Ask HN:  Would you sign up for a sales bootcamp? - fapi1974
I have in mind an 8-10 week program that would turn you into a sales superstar.  Content would include:<p>-  Crafting the story for any product
-  Creating the pitch deck
-  Learning how to sell multiple different product types (SaaS, Packaged Goods, Yourself)
-  Presenting in various formats (1-1, in person, to a group, phone, screenshare, Skype, etc.)
-  Negotiations
-  Prospecting
-  Creating a team of virtual assistants to drive inbound sales (which you would take with you from the course)
-  Outside Sales
-  Social selling skills - content creation, use of Linkedin, Slideshare etc.<p>Also - I&#x27;m curious what other things people would like to see in such a program.  The intent is that any Tech, Finance, or Fortune 500 would hire graduates from this program into a mid-level sales role, or that any technical founder could effectively drive the business side of their startup.
======
kobey
I don't have any interest in being a salesman (working for someone else). As
someone in the very early stages of trying to start my own business (technical
founder), this type of thing sounds interesting, but 8-10 weeks of a full
immersion program is just too much. Even if I had the time and the money to
attend a rigorous 2 month bootcamp, I have a hard time believing that would be
a good use of my time. Something more tailored to a part time schedule would
be more interesting to me, and even then it would be a tough sell.
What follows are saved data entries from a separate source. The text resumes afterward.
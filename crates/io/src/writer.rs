use spatialrel_core::{Presence, Scene};
use spatialrel_relations::{Relation, RelationMatrix};
use spatialrel_stats::{PairStat, PairStatistics};
use std::fs;
use std::io;
use std::path::Path;

/// Writes a scene's presence vector: `max_labels` lines of `0` or `1`.
pub fn write_presence(path: impl AsRef<Path>, presence: &Presence) -> io::Result<()> {
    let mut out = String::with_capacity(presence.len() * 2);
    for flag in presence.to_flags() {
        out.push_str(&format!("{}\n", flag));
    }
    fs::write(path, out)
}

/// Writes one `label point_count x y z` line per object in the scene.
pub fn write_object_summaries(path: impl AsRef<Path>, scene: &Scene) -> io::Result<()> {
    let mut out = String::from("# label point_count centroid_x centroid_y centroid_z\n");
    for obj in scene.objects() {
        let [x, y, z] = obj.centroid();
        out.push_str(&format!(
            "{} {} {} {} {}\n",
            obj.label(),
            obj.point_count(),
            x,
            y,
            z
        ));
    }
    fs::write(path, out)
}

/// Writes every unordered pair as `i j mean std_dev count`, sentinel rows
/// included, after a header naming the label count and deviation sentinel.
pub fn write_pair_statistics(path: impl AsRef<Path>, stats: &PairStatistics) -> io::Result<()> {
    let mut out = format!(
        "# pair_statistics labels={} sentinel={}\n",
        stats.max_labels(),
        stats.deviation_sentinel()
    );
    for (i, j, s) in stats.upper_pairs() {
        out.push_str(&format!("{} {} {} {} {}\n", i, j, s.mean, s.std_dev, s.count));
    }
    fs::write(path, out)
}

/// Reads a file produced by [`write_pair_statistics`].
pub fn read_pair_statistics(path: impl AsRef<Path>) -> io::Result<PairStatistics> {
    let content = fs::read_to_string(path)?;
    let mut lines = content.lines();

    let header = lines
        .next()
        .ok_or_else(|| invalid("pair statistics file is empty"))?;
    let labels: usize = header_value(header, "labels")?;
    let sentinel: f64 = header_value(header, "sentinel")?;
    let mut stats = PairStatistics::unobserved(labels, sentinel);

    for (line_no, line) in lines.enumerate() {
        let trimmed = line.trim();
        if trimmed.is_empty() || trimmed.starts_with('#') {
            continue;
        }
        let parts: Vec<&str> = trimmed.split_whitespace().collect();
        if parts.len() != 5 {
            return Err(invalid(format!(
                "line {}: expected `i j mean std_dev count`",
                line_no + 2
            )));
        }
        let i: u32 = parse(parts[0], line_no)?;
        let j: u32 = parse(parts[1], line_no)?;
        let stat = PairStat {
            mean: parse(parts[2], line_no)?,
            std_dev: parse(parts[3], line_no)?,
            count: parse(parts[4], line_no)?,
        };
        if i == j || i as usize >= labels || j as usize >= labels {
            return Err(invalid(format!(
                "line {}: pair ({}, {}) is not a valid pair of {} labels",
                line_no + 2,
                i,
                j,
                labels
            )));
        }
        if stat.is_observed() {
            stats.set_pair(i, j, stat);
        }
    }

    Ok(stats)
}

/// Writes the relation matrix as `max_labels` rows of integer codes.
pub fn write_relations(path: impl AsRef<Path>, relations: &RelationMatrix) -> io::Result<()> {
    let legend: Vec<String> = Relation::ALL
        .iter()
        .map(|r| format!("{}={}", r.code(), r.name()))
        .collect();
    let mut out = format!(
        "# relations labels={} codes {}\n",
        relations.max_labels(),
        legend.join(",")
    );
    for row in relations.rows() {
        let codes: Vec<String> = row.iter().map(|r| r.code().to_string()).collect();
        out.push_str(&codes.join(" "));
        out.push('\n');
    }
    fs::write(path, out)
}

fn invalid(msg: impl Into<String>) -> io::Error {
    io::Error::new(io::ErrorKind::InvalidData, msg.into())
}

fn header_value<T: std::str::FromStr>(header: &str, key: &str) -> io::Result<T> {
    let prefix = format!("{}=", key);
    header
        .split_whitespace()
        .find_map(|token| token.strip_prefix(prefix.as_str()))
        .and_then(|v| v.parse::<T>().ok())
        .ok_or_else(|| invalid(format!("pair statistics header missing {}", key)))
}

fn parse<T: std::str::FromStr>(token: &str, line_no: usize) -> io::Result<T> {
    token
        .parse::<T>()
        .map_err(|_| invalid(format!("line {}: invalid value {}", line_no + 2, token)))
}

#[cfg(test)]
mod tests {
    use super::*;
    use spatialrel_core::ObjectSummary;
    use tempfile::NamedTempFile;

    #[test]
    fn presence_one_flag_per_line() {
        let scene = Scene::from_objects(4, [ObjectSummary::new(1, [0.0; 3])]).unwrap();
        let tmp = NamedTempFile::new().unwrap();
        write_presence(tmp.path(), scene.presence()).unwrap();
        assert_eq!(fs::read_to_string(tmp.path()).unwrap(), "0\n1\n0\n0\n");
    }

    #[test]
    fn object_summaries_listed_by_label() {
        let mut obj = ObjectSummary::new(3, [1.0, 2.0, 3.0]);
        obj.observe([3.0, 2.0, 1.0]);
        let scene = Scene::from_objects(5, [obj, ObjectSummary::new(0, [0.5, 0.0, 0.0])]).unwrap();
        let tmp = NamedTempFile::new().unwrap();
        write_object_summaries(tmp.path(), &scene).unwrap();
        let text = fs::read_to_string(tmp.path()).unwrap();
        let rows: Vec<&str> = text.lines().skip(1).collect();
        assert_eq!(rows, vec!["0 1 0.5 0 0", "3 2 2 2 2"]);
    }

    #[test]
    fn pair_statistics_roundtrip() {
        let mut stats = PairStatistics::unobserved(4, 1e6);
        stats.set_pair(0, 3, PairStat::from_samples(&[1.0, 3.0]).unwrap());
        stats.set_pair(1, 2, PairStat::from_samples(&[0.1, 0.2, 0.7]).unwrap());

        let tmp = NamedTempFile::new().unwrap();
        write_pair_statistics(tmp.path(), &stats).unwrap();
        let text = fs::read_to_string(tmp.path()).unwrap();
        assert_eq!(text.lines().count(), 1 + 6);
        assert!(text.contains("\n0 1 -1 1000000 0\n"));

        let back = read_pair_statistics(tmp.path()).unwrap();
        assert_eq!(back, stats);
    }

    #[test]
    fn pair_statistics_rejects_diagonal_rows() {
        let tmp = NamedTempFile::new().unwrap();
        fs::write(
            tmp.path(),
            "# pair_statistics labels=3 sentinel=1000000\n1 1 2 0 1\n",
        )
        .unwrap();
        let err = read_pair_statistics(tmp.path()).unwrap_err();
        assert_eq!(err.kind(), io::ErrorKind::InvalidData);
    }

    #[test]
    fn pair_statistics_requires_header() {
        let tmp = NamedTempFile::new().unwrap();
        fs::write(tmp.path(), "0 1 2 0 1\n").unwrap();
        assert!(read_pair_statistics(tmp.path()).is_err());
    }

    #[test]
    fn relations_written_as_code_rows() {
        let relations = RelationMatrix::unrelated(3);
        let tmp = NamedTempFile::new().unwrap();
        write_relations(tmp.path(), &relations).unwrap();
        let text = fs::read_to_string(tmp.path()).unwrap();
        let rows: Vec<&str> = text.lines().skip(1).collect();
        assert_eq!(rows, vec!["0 5 5", "5 0 5", "5 5 0"]);
        assert!(text.starts_with("# relations labels=3 codes 0=same,1=left"));
    }
}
But if you do decide to push ahead with it, good luck. I do think there's
probably room for this type of thing targeted to sales people if you can
deliver the goods. I've only known a few people in sales, but it truly is a
wonderful sight to see a pro work his magic.

------
notahacker
8-10 weeks sounds like a _very_ long time for basic sales training, whilst
companies hiring mid-level candidates will tend to favour a track record of
closing business over a sustained period of time (showing qualities of
consistency and resilience that can't be taught) over successful passing of
theory tests.

That said, there's a huge sales training market out there, I just think
there's a good reason most courses are aimed to be short bursts at different
stages of a salesperson's career.

------
JSeymourATL
Sales training is already a pretty crowded, competitive space. What's your
Secret Sauce? [http://www.sellingpower.com/2013/sales-training-
companies/to...](http://www.sellingpower.com/2013/sales-training-
companies/top-twenty-listing/)

It's unlikely I would hire program graduates, without a proven sales track
record. But if the program content is solid, I might sponsor my people for
additional/on-going training.

------
murtza
Have you heard of Tradecraft? You might consider reaching out to alumni of the
program, and asking them about their experience. You could get insights on how
those students found out about Tradecraft to help you sell your bootcamp.

[http://tradecrafted.com/](http://tradecrafted.com/)

------
gavinbaker
Personally I think there is room for training in the way you describe it. I do
not think I am very good at sales, so I've looked into a lot of programs to
get better. But none touch on all the pieces you mentioned in your post.

Is there a big market? Not sure - would I be interested - yes.